We thank Drs. Autier and Boniol for their comment raised on the outcome of our case–control study on the impact of mammography screening on the risk of death from breast cancer, but we feel that the methodologic limitations inherent to the case–control design are small.

Aarts and colleagues (1) indeed showed that the participation rate among women of high socioeconomic status (SES) is somewhat higher than those of low SES (87% vs. 79%), in the Netherlands mostly coinciding with women of non-Western ethnic descent. The attendance rate is lower in this group of women (2), in which breast cancer incidence is also considerably lower (3) as well as the risk of death from breast cancer than in the native Dutch population (4).

Aarts and colleagues further report that low SES women are diagnosed with prognostically less favorable breast cancers. However, these differences in tumor stage and overall survival were observed among nonparticipants as well as participants, either screen-detected or symptomatically diagnosed interval breast cancer (1). Therefore, it is incorrect to deduce that participants and nonparticipants present with genuine differences in risk factors associated with dying from breast cancer or from other causes. Risk differences associated with SES groups would reflect only very partially in risk differences between participants and nonparticipants. Case–control studies that could adjust for SES showed no effect of this correction on the estimated ORs (5).

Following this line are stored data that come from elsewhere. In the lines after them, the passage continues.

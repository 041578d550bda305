//! SMTP delivery through lettre.

use std::time::Duration;

use async_trait::async_trait;
use lettre::{
    message::{header::ContentType, Mailbox},
    AsyncSmtpTransport, AsyncTransport, Message, Tokio1Executor,
};

use super::{MailTransport, OutgoingMail};
use crate::error::{JourneyError, Result};

/// Connection settings for the outbound SMTP relay.
#[derive(Debug, Clone, PartialEq, Eq)]
pub struct SmtpConfig {
    pub host: String,
    pub port: u16,
    /// Sender address used for every message
    pub from: String,
    /// Per-connection timeout
    pub timeout: Duration,
}

impl Default for SmtpConfig {
    fn default() -> Self {
        // local Mailpit instance
        Self {
            host: "localhost".to_string(),
            port: 1025,
            from: "mailpit@journey.com".to_string(),
            timeout: Duration::from_secs(10),
        }
    }
}

/// Plain (unencrypted) SMTP transport.
pub struct SmtpMailTransport {
    transport: AsyncSmtpTransport<Tokio1Executor>,
}

impl SmtpMailTransport {
    /// Builds a transport for the configured relay. No connection is opened
    /// until the first send.
    pub fn new(config: &SmtpConfig) -> Self {
        let transport = AsyncSmtpTransport::<Tokio1Executor>::builder_dangerous(&config.host)
            .port(config.port)
            .timeout(Some(config.timeout))
            .build();
        Self { transport }
    }
}

#[async_trait]
impl MailTransport for SmtpMailTransport {
    async fn send(&self, mail: &OutgoingMail) -> Result<()> {
        let from: Mailbox = mail
            .from
            .parse()
            .map_err(|e| JourneyError::transport(format!("invalid sender '{}'", mail.from), e))?;
        let to: Mailbox = mail
            .to
            .parse()
            .map_err(|e| JourneyError::transport(format!("invalid recipient '{}'", mail.to), e))?;

        let message = Message::builder()
            .from(from)
            .to(to)
            .subject(mail.subject.as_str())
            .header(ContentType::TEXT_PLAIN)
            .body(mail.body.clone())
            .map_err(|e| JourneyError::transport("failed to build message", e))?;

        self.transport
            .send(message)
            .await
            .map_err(|e| JourneyError::transport("failed to deliver message", e))?;

        Ok(())
    }
}
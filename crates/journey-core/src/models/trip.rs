//! Trip model definition.

use jiff::{civil::Date, tz::TimeZone, Timestamp};
use serde::{Deserialize, Serialize};
use uuid::Uuid;

/// Minimum number of characters in a trip destination.
pub const MIN_DESTINATION_LEN: usize = 4;

/// A planned journey. Owns its participants.
#[derive(Debug, Clone, Serialize, Deserialize, PartialEq)]
#[serde(rename_all = "camelCase")]
pub struct Trip {
    /// Unique identifier for the trip
    pub id: Uuid,

    /// Where the trip goes (at least [`MIN_DESTINATION_LEN`] characters)
    pub destination: String,

    /// Display name of the person who created the trip
    pub owner_name: String,

    /// E-mail address of the trip owner
    pub owner_email: String,

    /// When the trip starts (UTC)
    pub starts_at: Timestamp,
}

impl Trip {
    /// Calendar date the trip starts on, in UTC.
    pub fn start_date(&self) -> Date {
        self.starts_at.to_zoned(TimeZone::UTC).date()
    }
}
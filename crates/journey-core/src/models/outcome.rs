//! Result of a single participant confirmation attempt.

use std::fmt;

use serde::{Deserialize, Serialize};

/// Closed set of outcomes of confirming a participant.
///
/// The outcome carries no user-facing text; see
/// [`Messages::for_outcome`](crate::messages::Messages::for_outcome).
#[derive(Debug, Clone, Copy, Serialize, Deserialize, PartialEq, Eq, Hash)]
#[serde(rename_all = "snake_case")]
pub enum ConfirmationOutcome {
    /// The participant moved from unconfirmed to confirmed
    Success,

    /// The supplied identifier is not a valid UUID
    InvalidIdentifier,

    /// No participant exists with the supplied identifier
    NotFound,

    /// The participant had already been confirmed; nothing was written
    AlreadyConfirmed,

    /// The store failed or timed out
    PersistenceFailure,
}

impl ConfirmationOutcome {
    /// Returns true only for [`ConfirmationOutcome::Success`].
    pub fn is_success(&self) -> bool {
        matches!(self, ConfirmationOutcome::Success)
    }

    /// Whether the caller may retry the same request and expect a different
    /// result. Business outcomes are deterministic and never retryable.
    pub fn is_retryable(&self) -> bool {
        matches!(self, ConfirmationOutcome::PersistenceFailure)
    }

    /// Stable snake_case name used in logs.
    pub fn as_str(&self) -> &'static str {
        match self {
            ConfirmationOutcome::Success => "success",
            ConfirmationOutcome::InvalidIdentifier => "invalid_identifier",
            ConfirmationOutcome::NotFound => "not_found",
            ConfirmationOutcome::AlreadyConfirmed => "already_confirmed",
            ConfirmationOutcome::PersistenceFailure => "persistence_failure",
        }
    }
}

impl fmt::Display for ConfirmationOutcome {
    fn fmt(&self, f: &mut fmt::Formatter<'_>) -> fmt::Result {
        f.write_str(self.as_str())
    }
}
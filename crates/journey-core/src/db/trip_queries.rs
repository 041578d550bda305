//! Trip creation and lookup queries.

use jiff::Timestamp;
use rusqlite::{params, OptionalExtension, Row, TransactionBehavior};
use uuid::Uuid;

use super::{timestamp_column, uuid_column};
use crate::{
    error::{DatabaseResultExt, JourneyError, Result},
    models::{Participant, Trip},
    params::CreateTrip,
};

const INSERT_TRIP_SQL: &str = "INSERT INTO trips (id, destination, owner_name, owner_email, starts_at, created_at) VALUES (?1, ?2, ?3, ?4, ?5, ?6)";
const INSERT_INVITEE_SQL: &str =
    "INSERT OR IGNORE INTO participants (id, trip_id, email, is_confirmed) VALUES (?1, ?2, ?3, 0)";
const SELECT_TRIP_SQL: &str =
    "SELECT id, destination, owner_name, owner_email, starts_at FROM trips WHERE id = ?1";
pub(super) const CHECK_TRIP_EXISTS_SQL: &str = "SELECT EXISTS(SELECT 1 FROM trips WHERE id = ?1)";

impl super::Database {
    /// Creates a trip and its initial invitees in one transaction.
    ///
    /// Duplicate addresses in `emails_to_invite` produce a single participant.
    /// Parameters are expected to have passed [`CreateTrip::validate`].
    pub fn create_trip(&mut self, params: &CreateTrip) -> Result<(Trip, Vec<Participant>)> {
        let tx = self
            .connection
            .transaction_with_behavior(TransactionBehavior::Immediate)
            .db_context("Failed to begin transaction")?;

        let trip = Trip {
            id: Uuid::new_v4(),
            destination: params.destination.trim().to_string(),
            owner_name: params.owner_name.trim().to_string(),
            owner_email: params.owner_email.clone(),
            starts_at: params.starts_at,
        };

        tx.execute(
            INSERT_TRIP_SQL,
            params![
                trip.id.to_string(),
                &trip.destination,
                &trip.owner_name,
                &trip.owner_email,
                trip.starts_at.to_string(),
                Timestamp::now().to_string(),
            ],
        )
        .map_err(|e| JourneyError::database("Failed to insert trip").with_source(e))?;

        let mut invitees = Vec::with_capacity(params.emails_to_invite.len());
        for email in &params.emails_to_invite {
            let participant = Participant {
                id: Uuid::new_v4(),
                trip_id: trip.id,
                email: email.clone(),
                is_confirmed: false,
            };
            let inserted = tx
                .execute(
                    INSERT_INVITEE_SQL,
                    params![
                        participant.id.to_string(),
                        trip.id.to_string(),
                        &participant.email
                    ],
                )
                .map_err(|e| JourneyError::database("Failed to insert invitee").with_source(e))?;
            if inserted == 1 {
                invitees.push(participant);
            }
        }

        tx.commit().db_context("Failed to commit transaction")?;

        Ok((trip, invitees))
    }

    /// Retrieves a trip by its ID.
    pub fn get_trip(&self, id: Uuid) -> Result<Option<Trip>> {
        self.connection
            .query_row(SELECT_TRIP_SQL, params![id.to_string()], Self::build_trip_from_row)
            .optional()
            .map_err(|e| JourneyError::database("Failed to query trip").with_source(e))
    }

    /// Checks whether a trip exists.
    pub fn trip_exists(&self, id: Uuid) -> Result<bool> {
        self.connection
            .query_row(CHECK_TRIP_EXISTS_SQL, params![id.to_string()], |row| {
                row.get(0)
            })
            .db_context("Failed to check trip existence")
    }

    fn build_trip_from_row(row: &Row<'_>) -> rusqlite::Result<Trip> {
        Ok(Trip {
            id: uuid_column(row, 0)?,
            destination: row.get(1)?,
            owner_name: row.get(2)?,
            owner_email: row.get(3)?,
            starts_at: timestamp_column(row, 4)?,
        })
    }
}
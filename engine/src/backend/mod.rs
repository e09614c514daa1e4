//! The seam over the native graphics library.
//!
//! A [`Backend`] is the flat call set the window wrapper drives. Apart from
//! window creation and release, every call is infallible and forwards its
//! arguments unchanged.

use glam::Vec3;

use crate::{
    camera::{Camera3D, CameraMode},
    color::Color,
    error::EngineError,
    input::Key,
};

pub mod headless;

#[cfg(feature = "raylib")]
pub mod raylib;

pub use headless::{Call, CallLog, HeadlessBackend};

#[cfg(feature = "raylib")]
pub use self::raylib::RaylibBackend;

pub trait Backend: 'static {
    // Window lifecycle
    fn init_window(&mut self, width: i32, height: i32, title: &str) -> Result<(), EngineError>;
    fn is_window_ready(&self) -> bool;
    fn window_should_close(&mut self) -> bool;
    fn close_window(&mut self) -> Result<(), EngineError>;
    fn set_target_fps(&mut self, fps: u32);

    // Frame bracketing
    fn begin_drawing(&mut self);
    fn end_drawing(&mut self);

    // Drawing
    fn clear_background(&mut self, color: Color);
    fn begin_mode_3d(&mut self, camera: &Camera3D);
    fn end_mode_3d(&mut self);
    fn draw_cube(&mut self, position: Vec3, width: f32, height: f32, depth: f32, color: Color);
    fn draw_grid(&mut self, slices: i32, spacing: f32);
    fn measure_text(&mut self, text: &str, font_size: i32) -> i32;
    fn draw_text(&mut self, text: &str, x: i32, y: i32, font_size: i32, color: Color);

    // Input
    fn is_key_pressed(&mut self, key: Key) -> bool;

    /// Advance `camera` according to `mode`, writing the result back.
    fn update_camera(&mut self, camera: &mut Camera3D, mode: CameraMode);
}
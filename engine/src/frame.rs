//! Per-frame drawing handles.
//!
//! A [`Frame`] only exists between frame-begin and frame-end, and a [`Mode3D`]
//! only between 3D-begin and 3D-end, so the bracketing rules of the native
//! library are enforced by borrows.

use glam::Vec3;

use crate::{
    backend::Backend,
    camera::{Camera3D, CameraMode},
    color::Color,
    input::Key,
};

pub struct Frame<'w, B: Backend> {
    backend: &'w mut B,
    index: u64,
    width: i32,
    height: i32,
}

impl<'w, B: Backend> Frame<'w, B> {
    pub(crate) fn new(backend: &'w mut B, index: u64, width: i32, height: i32) -> Self {
        Self {
            backend,
            index,
            width,
            height,
        }
    }

    /// 0-based index of this frame within the current loop.
    pub fn index(&self) -> u64 {
        self.index
    }

    pub fn screen_width(&self) -> i32 {
        self.width
    }

    pub fn screen_height(&self) -> i32 {
        self.height
    }

    pub fn clear_background(&mut self, color: Color) {
        self.backend.clear_background(color);
    }

    pub fn measure_text(&mut self, text: &str, font_size: i32) -> i32 {
        self.backend.measure_text(text, font_size)
    }

    pub fn draw_text(&mut self, text: &str, x: i32, y: i32, font_size: i32, color: Color) {
        self.backend.draw_text(text, x, y, font_size, color);
    }

    pub fn is_key_pressed(&mut self, key: Key) -> bool {
        self.backend.is_key_pressed(key)
    }

    pub fn update_camera(&mut self, camera: &mut Camera3D, mode: CameraMode) {
        self.backend.update_camera(camera, mode);
    }

    /// Enter 3D mode with `camera`. 3D mode ends when the guard drops.
    pub fn begin_mode_3d(&mut self, camera: &Camera3D) -> Mode3D<'_, B> {
        self.backend.begin_mode_3d(camera);
        Mode3D {
            backend: &mut *self.backend,
        }
    }
}

pub struct Mode3D<'f, B: Backend> {
    backend: &'f mut B,
}

impl<B: Backend> Mode3D<'_, B> {
    pub fn draw_cube(&mut self, position: Vec3, width: f32, height: f32, depth: f32, color: Color) {
        self.backend.draw_cube(position, width, height, depth, color);
    }

    pub fn draw_grid(&mut self, slices: i32, spacing: f32) {
        self.backend.draw_grid(slices, spacing);
    }
}

impl<B: Backend> Drop for Mode3D<'_, B> {
    fn drop(&mut self) {
        self.backend.end_mode_3d();
    }
}

#[cfg(test)]
mod tests {
    use super::*;
    use crate::backend::{Call, HeadlessBackend};

    #[test]
    fn mode_3d_ends_on_drop() {
        let mut backend = HeadlessBackend::new();
        let log = backend.log();
        let cam = Camera3D::default();
        {
            let mut frame = Frame::new(&mut backend, 0, 800, 600);
            {
                let mut scene = frame.begin_mode_3d(&cam);
                scene.draw_grid(10, 1.0);
            }
            frame.draw_text("hi", 1, 2, 10, Color::WHITE);
        }
        assert_eq!(
            log.calls(),
            vec![
                Call::BeginMode3D(cam),
                Call::DrawGrid {
                    slices: 10,
                    spacing: 1.0
                },
                Call::EndMode3D,
                Call::DrawText {
                    text: "hi".to_string(),
                    x: 1,
                    y: 2,
                    font_size: 10,
                    color: Color::WHITE
                },
            ]
        );
    }
}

Autier and Boniol question the validity of the factor used for correction of self-selection bias, which is calculated as the relative risk (RR) of death from breast cancer among nonparticipants compared with uninvited women. We used individual data on breast cancer mortality in nonparticipants from the study period 1990 to 2003 and, due to privacy regulations, aggregated data on uninvited women from the prescreening period (1986–1989). Our RR of 1.11 was remarkably similar to the RR of 1.08 from another Dutch study (6) that used data on contemporaneous groups of nonparticipants and uninvited women in the implementation period for screening (1990–1995) from the same region. If breast cancer mortality after 1990 has been decreasing among nonparticipants (numerator of the RR) due to better treatment, then this would also apply for not invited women (denominator of the RR). The RR would then approach unity and results in a higher effect of screening on the risk of breast cancer mortality, adjusted for self-selection. There is no evidence of differential treatment. As screening is fully implemented in the Netherlands, estimation of a correction factor for more recent years is hampered, but given the stable attendance rate in the Netherlands, there is little reason to believe that this will change considerably. Thus, in organized breast cancer screening programs, self-selection appears to be relatively minor.

In our case–control study, we minimized the biases inherent to an observational study design (e.g., identification and selection of cases and controls, equal access to screening during the exposure period, definition of exposure, source population). We showed that breast cancer screening resulted in a 49% reduced risk of dying of breast cancer for women invited and attended mammography screening. Observational study designs are crucial for the evaluation of the effect of mammography screening in the actual female population.

See the original Letter to the Editor, p. 869

No potential conflicts of interests were disclosed.